= Beginning of Section =

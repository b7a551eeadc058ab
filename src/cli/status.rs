//! CLI entry-point for inspecting the saved cursor.

use crate::cursor::Cursor;
use crate::error::Result;
use clap::Args as ClapArgs;
use std::path::PathBuf;

/// Args for the `status` sub-command.
#[derive(Debug, Clone, ClapArgs)]
pub struct Args {
    /// Cursor checkpoint file
    #[arg(long, default_value_os_t = crate::config::default_cursor_file())]
    pub cursor_file: PathBuf,
}

/// Print the saved cursor position without touching anything else.
pub async fn run(args: Args) -> Result<()> {
    let cursor = Cursor::load(&args.cursor_file).await?;

    if cursor.is_empty() {
        println!("No cursor found. Backfill will start from the beginning.");
        return Ok(());
    }

    println!("Cursor file:     {}", args.cursor_file.display());
    println!("Version:         {}", cursor.version);
    println!("Last created at: {}", cursor.last_created_at.to_rfc3339());
    println!("Last id:         {}", cursor.last_id);
    println!("Current date:    {}", cursor.current_date);
    println!("Processed:       {}", cursor.processed_count);
    println!("Updated at:      {}", cursor.updated_at.to_rfc3339());

    Ok(())
}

= End of Section =

» **Exercise requirements**:
Beginning with the first line, transcribe the complete listing exactly.

» **Finished exercise**:
repository b7a551eeadc058ab
filename src/cli/status.rs
//! CLI entry-point for inspecting the saved cursor.

use crate::cursor::Cursor;
use crate::error::Result;
use clap::Args as ClapArgs;
use std::path::PathBuf;

/// Args for the `status` sub-command.
#[derive(Debug, Clone, ClapArgs)]
pub struct Args {
    /// Cursor checkpoint file
    #[arg(long, default_value_os_t = crate::config::default_cursor_file())]
    pub cursor_file: PathBuf,
}

/// Print the saved cursor position without touching anything else.
pub async fn run(args: Args) -> Result<()> {
    let cursor = Cursor::load(&args.cursor_file).await?;

    if cursor.is_empty() {
        println!("No cursor found. Backfill will start from the beginning.");
        return Ok(());
    }

    println!("Cursor file:     {}", args.cursor_file.display());
    println!("Version:         {}", cursor.version);
    println!("Last created at: {}", cursor.last_created_at.to_rfc3339());
    println!("Last id:         {}", cursor.last_id);
    println!("Current date:    {}", cursor.current_date);
    println!("Processed:       {}", cursor.processed_count);
    println!("Updated at:      {}", cursor.updated_at.to_rfc3339());

    Ok(())
}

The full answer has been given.